Idaho still allows firing squads, but only as a backup in case a Department of Correction director should deem lethal injection impractical in a specific case, Deputy Attorney General Lamont Anderson told the House Judiciary and Rules Committee.
Correction Department spokesman Jeff Ray said although it is up to the department director to decide if it would be impractical to use lethal injection, he can't foresee a situation where that would happen.
The bill would align several sections of Idaho's execution laws with a 2008 U.S. Supreme Court decision that concluded lethal injection does not violate the 8th Amendment prohibition on cruel and unusual punishment.
Anderson said it's important to change the law to reduce the likelihood of litigation over the state's execution laws.
He said one inmate, Tim Dunlap, on death row for a 1991 murder in Caribou County, is challenging the legality of the state execution laws.

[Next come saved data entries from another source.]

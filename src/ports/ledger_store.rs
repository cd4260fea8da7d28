//! LedgerStore port for price record persistence.

use async_trait::async_trait;

use crate::domain::ledger::{MarketDay, PricePair, PriceRecord, StoreError, UserId};

/// Document-store boundary for weekly price records.
///
/// One document per user, keyed by the user id. Each operation is a single
/// atomic document call; records are independent, so no multi-document
/// transactions exist at this boundary. Serializing concurrent
/// read-check-write sequences for one user is the caller's job (see
/// [`UserLocks`](crate::application::UserLocks)).
#[async_trait]
pub trait LedgerStore: Send + Sync {
    /// Find the record for a user, `None` if the user has never submitted.
    async fn find_by_user(&self, user: &UserId) -> Result<Option<PriceRecord>, StoreError>;

    /// Insert a new record. At most one record per user may exist.
    async fn insert(&self, record: &PriceRecord) -> Result<(), StoreError>;

    /// Overwrite a single day's price pair, leaving every other field alone.
    ///
    /// Updating a user with no document is a no-op, matching document-store
    /// update semantics (zero matched documents, no error).
    async fn update_slot(
        &self,
        user: &UserId,
        day: MarketDay,
        pair: PricePair,
    ) -> Result<(), StoreError>;

    /// Delete the record for a user, if any.
    async fn delete_by_user(&self, user: &UserId) -> Result<(), StoreError>;
}
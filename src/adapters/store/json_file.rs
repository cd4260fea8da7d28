//! JSON-file ledger store.
//!
//! Persists one JSON document per user under a base directory, in exactly
//! the legacy document shape (`user`, `expected_day`, `"0"`..`"5"`), so data
//! written by earlier deployments reads back unchanged.

use async_trait::async_trait;
use std::path::{Path, PathBuf};
use tokio::fs;

use crate::domain::ledger::{MarketDay, PricePair, PriceRecord, Slot, StoreError, UserId};
use crate::ports::LedgerStore;

/// File-backed document store, one `<user>.json` per record.
#[derive(Debug, Clone)]
pub struct JsonFileLedgerStore {
    base_path: PathBuf,
}

impl JsonFileLedgerStore {
    /// Create a store rooted at the given directory.
    pub fn new<P: AsRef<Path>>(base_path: P) -> Self {
        Self {
            base_path: base_path.as_ref().to_path_buf(),
        }
    }

    /// Document path for a user.
    fn record_path(&self, user: &UserId) -> PathBuf {
        self.base_path.join(format!("{}.json", user))
    }

    /// Ensure the base directory exists.
    async fn ensure_base_dir(&self) -> Result<(), StoreError> {
        fs::create_dir_all(&self.base_path)
            .await
            .map_err(|e| StoreError::io(e.to_string()))
    }

    /// Write one record as its wire document.
    async fn write_record(&self, record: &PriceRecord) -> Result<(), StoreError> {
        self.ensure_base_dir().await?;

        let json = serde_json::to_vec_pretty(record)
            .map_err(|e| StoreError::serialization(e.to_string()))?;

        fs::write(self.record_path(record.user()), json)
            .await
            .map_err(|e| StoreError::io(e.to_string()))
    }
}

#[async_trait]
impl LedgerStore for JsonFileLedgerStore {
    async fn find_by_user(&self, user: &UserId) -> Result<Option<PriceRecord>, StoreError> {
        let path = self.record_path(user);
        if !path.exists() {
            return Ok(None);
        }

        let json = fs::read_to_string(&path)
            .await
            .map_err(|e| StoreError::io(e.to_string()))?;

        let record = serde_json::from_str(&json)
            .map_err(|e| StoreError::serialization(e.to_string()))?;

        Ok(Some(record))
    }

    async fn insert(&self, record: &PriceRecord) -> Result<(), StoreError> {
        self.write_record(record).await
    }

    async fn update_slot(
        &self,
        user: &UserId,
        day: MarketDay,
        pair: PricePair,
    ) -> Result<(), StoreError> {
        // Single-document store: the update reads, patches one field, and
        // rewrites the document. Per-user sequencing is the caller's job.
        let Some(mut record) = self.find_by_user(user).await? else {
            return Ok(());
        };

        record.set_price(day, Slot::Am, pair.am);
        record.set_price(day, Slot::Pm, pair.pm);
        self.write_record(&record).await
    }

    async fn delete_by_user(&self, user: &UserId) -> Result<(), StoreError> {
        let path = self.record_path(user);
        if !path.exists() {
            return Ok(());
        }

        fs::remove_file(&path)
            .await
            .map_err(|e| StoreError::io(e.to_string()))
    }
}
//! Application configuration module
//!
//! Type-safe configuration loading from environment variables using the
//! `config` and `dotenvy` crates. Values are read with the `STALK_LEDGER`
//! prefix and nested values use double underscores as separators.
//!
//! # Example
//!
//! ```no_run
//! use stalk_ledger::config::AppConfig;
//!
//! let config = AppConfig::load().expect("Failed to load configuration");
//! config.validate().expect("Invalid configuration");
//!
//! println!("ledger data in {}", config.store.data_dir.display());
//! ```

mod error;
mod forecast;
mod store;

pub use error::{ConfigError, ValidationError};
pub use forecast::ForecastConfig;
pub use store::StoreConfig;

use serde::Deserialize;

/// Root application configuration
#[derive(Debug, Clone, Default, Deserialize)]
pub struct AppConfig {
    /// Ledger store configuration
    #[serde(default)]
    pub store: StoreConfig,

    /// Forecast upstream configuration
    #[serde(default)]
    pub forecast: ForecastConfig,
}

impl AppConfig {
    /// Load configuration from environment variables
    ///
    /// Loads a `.env` file if present (for development), then reads
    /// environment variables:
    ///
    /// - `STALK_LEDGER__STORE__DATA_DIR=/var/lib/ledger` -> `store.data_dir`
    /// - `STALK_LEDGER__FORECAST__TIMEOUT_SECS=5` -> `forecast.timeout_secs`
    ///
    /// Every value has a default, so an empty environment is valid.
    pub fn load() -> Result<Self, ConfigError> {
        dotenvy::dotenv().ok();

        let config = config::Config::builder()
            .add_source(
                config::Environment::default()
                    .prefix("STALK_LEDGER")
                    .separator("__"),
            )
            .build()?
            .try_deserialize()?;

        Ok(config)
    }

    /// Validate all configuration values
    pub fn validate(&self) -> Result<(), ValidationError> {
        self.store.validate()?;
        self.forecast.validate()?;
        Ok(())
    }
}

#[cfg(test)]
mod tests {
    use super::*;

    #[test]
    fn default_configuration_is_valid() {
        let config = AppConfig::default();
        assert!(config.validate().is_ok());
        assert_eq!(config.forecast.max_retries, 1);
    }
}
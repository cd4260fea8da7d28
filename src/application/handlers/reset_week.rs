//! ResetWeek - command handler for discarding a user's week.

use std::sync::Arc;

use crate::application::locks::UserLocks;
use crate::domain::ledger::{LedgerError, PriceRecord, SubmitDay, UserId};
use crate::ports::LedgerStore;

/// Handler for week resets.
///
/// Delete-then-recreate: any existing record is removed and a fresh zeroed
/// one stamped with the current weekday takes its place. The prior week is
/// discarded irrecoverably; there is no archive.
pub struct ResetWeekHandler {
    store: Arc<dyn LedgerStore>,
    locks: Arc<UserLocks>,
}

impl ResetWeekHandler {
    pub fn new(store: Arc<dyn LedgerStore>, locks: Arc<UserLocks>) -> Self {
        Self { store, locks }
    }

    /// Resets the user's week and returns the fresh record. Idempotent.
    pub async fn handle(&self, user: UserId) -> Result<PriceRecord, LedgerError> {
        let _guard = self.locks.acquire(&user).await;

        self.store.delete_by_user(&user).await?;

        let record = PriceRecord::new(user.clone(), SubmitDay::today());
        self.store.insert(&record).await?;
        tracing::info!(user = %user, "reset price record");

        Ok(record)
    }
}

#[cfg(test)]
mod tests {
    use super::*;
    use crate::adapters::store::InMemoryLedgerStore;
    use crate::application::handlers::{SubmitPriceCommand, SubmitPriceHandler};
    use crate::domain::ledger::Slot;

    fn alice() -> UserId {
        UserId::new("alice").unwrap()
    }

    #[tokio::test]
    async fn reset_discards_recorded_prices() {
        let store = Arc::new(InMemoryLedgerStore::new());
        let locks = Arc::new(UserLocks::new());
        let submit = SubmitPriceHandler::new(store.clone(), locks.clone());
        let reset = ResetWeekHandler::new(store.clone(), locks);

        submit
            .handle(SubmitPriceCommand {
                user: alice(),
                price: 480,
                slot: Slot::Am,
                day: Some(2),
            })
            .await
            .unwrap();

        reset.handle(alice()).await.unwrap();

        let stored = store.find_by_user(&alice()).await.unwrap().unwrap();
        assert_eq!(stored.cells(), [0; 12]);
    }

    #[tokio::test]
    async fn reset_is_idempotent() {
        let store = Arc::new(InMemoryLedgerStore::new());
        let reset = ResetWeekHandler::new(store.clone(), Arc::new(UserLocks::new()));

        let first = reset.handle(alice()).await.unwrap();
        let second = reset.handle(alice()).await.unwrap();

        assert_eq!(first, second);
        assert_eq!(store.record_count().await, 1);
    }

    #[tokio::test]
    async fn reset_without_prior_record_creates_zeroed_record() {
        let store = Arc::new(InMemoryLedgerStore::new());
        let reset = ResetWeekHandler::new(store.clone(), Arc::new(UserLocks::new()));

        let record = reset.handle(alice()).await.unwrap();
        assert!(record.is_unobserved());
        assert!(record.expected_reset_day() <= 6);
    }
}
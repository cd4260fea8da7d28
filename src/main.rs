//! Local line-based transport for the stalk ledger.
//!
//! Reads `<user> <command>` lines from stdin and replies on stdout, standing
//! in for the chat platform. One line, one command, one reply.

use std::path::PathBuf;
use std::sync::Arc;

use tokio::io::{AsyncBufReadExt, BufReader};
use tracing_subscriber::EnvFilter;

use stalk_ledger::adapters::chart::SvgChartRenderer;
use stalk_ledger::adapters::forecast::{TurnipApiConfig, TurnipApiForecaster};
use stalk_ledger::adapters::store::JsonFileLedgerStore;
use stalk_ledger::application::commands::{self, ChatCommand};
use stalk_ledger::application::handlers::{
    PredictHandler, ResetWeekHandler, SubmitPriceCommand, SubmitPriceHandler, WeekReportHandler,
};
use stalk_ledger::application::UserLocks;
use stalk_ledger::config::AppConfig;
use stalk_ledger::domain::ledger::UserId;
use stalk_ledger::domain::report::render_week;
use stalk_ledger::ports::ChartImage;

#[tokio::main]
async fn main() -> Result<(), Box<dyn std::error::Error>> {
    tracing_subscriber::fmt()
        .with_env_filter(
            EnvFilter::try_from_default_env().unwrap_or_else(|_| EnvFilter::new("info")),
        )
        .init();

    let config = AppConfig::load()?;
    config.validate()?;

    let store = Arc::new(JsonFileLedgerStore::new(&config.store.data_dir));
    let locks = Arc::new(UserLocks::new());
    let forecaster = Arc::new(TurnipApiForecaster::new(
        TurnipApiConfig::new()
            .with_base_url(config.forecast.base_url.clone())
            .with_timeout(config.forecast.timeout())
            .with_max_retries(config.forecast.max_retries),
    ));
    let renderer = Arc::new(SvgChartRenderer::new());

    let submit = SubmitPriceHandler::new(store.clone(), locks.clone());
    let reset = ResetWeekHandler::new(store.clone(), locks);
    let predict = PredictHandler::new(store.clone(), forecaster, renderer);
    let report = WeekReportHandler::new(store);

    tracing::info!(data_dir = %config.store.data_dir.display(), "stalk ledger ready");
    println!("commands: <user> price <n> <am|pm> | <user> predict | <user> reset");

    let mut lines = BufReader::new(tokio::io::stdin()).lines();
    while let Some(line) = lines.next_line().await? {
        let line = line.trim();
        if line.is_empty() {
            continue;
        }

        let Some((user, rest)) = line.split_once(char::is_whitespace) else {
            println!("{}", commands::USAGE);
            continue;
        };
        let user = match UserId::new(user) {
            Ok(user) => user,
            Err(err) => {
                println!("{err}");
                continue;
            }
        };

        match commands::parse(rest) {
            Ok(ChatCommand::Price { price, slot }) => {
                let cmd = SubmitPriceCommand {
                    user: user.clone(),
                    price,
                    slot,
                    day: None,
                };
                match submit.handle(cmd).await {
                    Ok(record) => {
                        // Reply with the week so far; the prediction is
                        // best-effort and degrades to a placeholder.
                        let pattern = match predict.handle(&user).await {
                            Ok(prediction) => {
                                announce_chart(&user, &prediction.chart);
                                Some(prediction.pattern)
                            }
                            Err(err) => {
                                tracing::warn!(user = %user, error = %err, "no prediction for reply");
                                None
                            }
                        };
                        println!("{}", render_week(&record, pattern.as_ref()));
                    }
                    Err(err) => println!("{err}"),
                }
            }
            Ok(ChatCommand::Predict) => match predict.handle(&user).await {
                Ok(prediction) => {
                    announce_chart(&user, &prediction.chart);
                    match report.handle(&user, Some(&prediction.pattern)).await {
                        Ok(text) => println!("{text}"),
                        Err(err) => println!("{err}"),
                    }
                }
                Err(err) => println!("{err}"),
            },
            Ok(ChatCommand::Reset) => match reset.handle(user.clone()).await {
                Ok(_) => println!("price history reset for {user}"),
                Err(err) => println!("{err}"),
            },
            Err(err) => println!("{err}"),
        }
    }

    Ok(())
}

/// Writes the per-call chart artifact somewhere the user can open it.
fn announce_chart(user: &UserId, chart: &ChartImage) {
    let path: PathBuf = std::env::temp_dir().join(format!("stalk-{}.svg", user));
    match std::fs::write(&path, chart.bytes()) {
        Ok(()) => println!("chart written to {}", path.display()),
        Err(err) => tracing::warn!(error = %err, "could not write chart artifact"),
    }
}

Idaho hasn't seen an execution since Keith Wells died by lethal injection in 1994. According to the state Department of Correction, there are 16 men and one woman currently on death row. Several are getting close to their last appeals, Anderson said.
According to the Idaho State Historical Society, the state has never executed someone by firing squad or even trained people as firing squad executioners. Amber Beierle, interpretive specialist at the Historical Society museum at the Old Idaho Penitentiary, said the 10 executions that took place at the prison were by hanging.
"Executions happened so infrequently there was never even a reason to keep an executioner on staff," Beierle said.
Beierle said hanging was the preferred method of execution in the state until a 1972 U.S. Supreme Court ruling. That ruling struck down every state's death penalty law.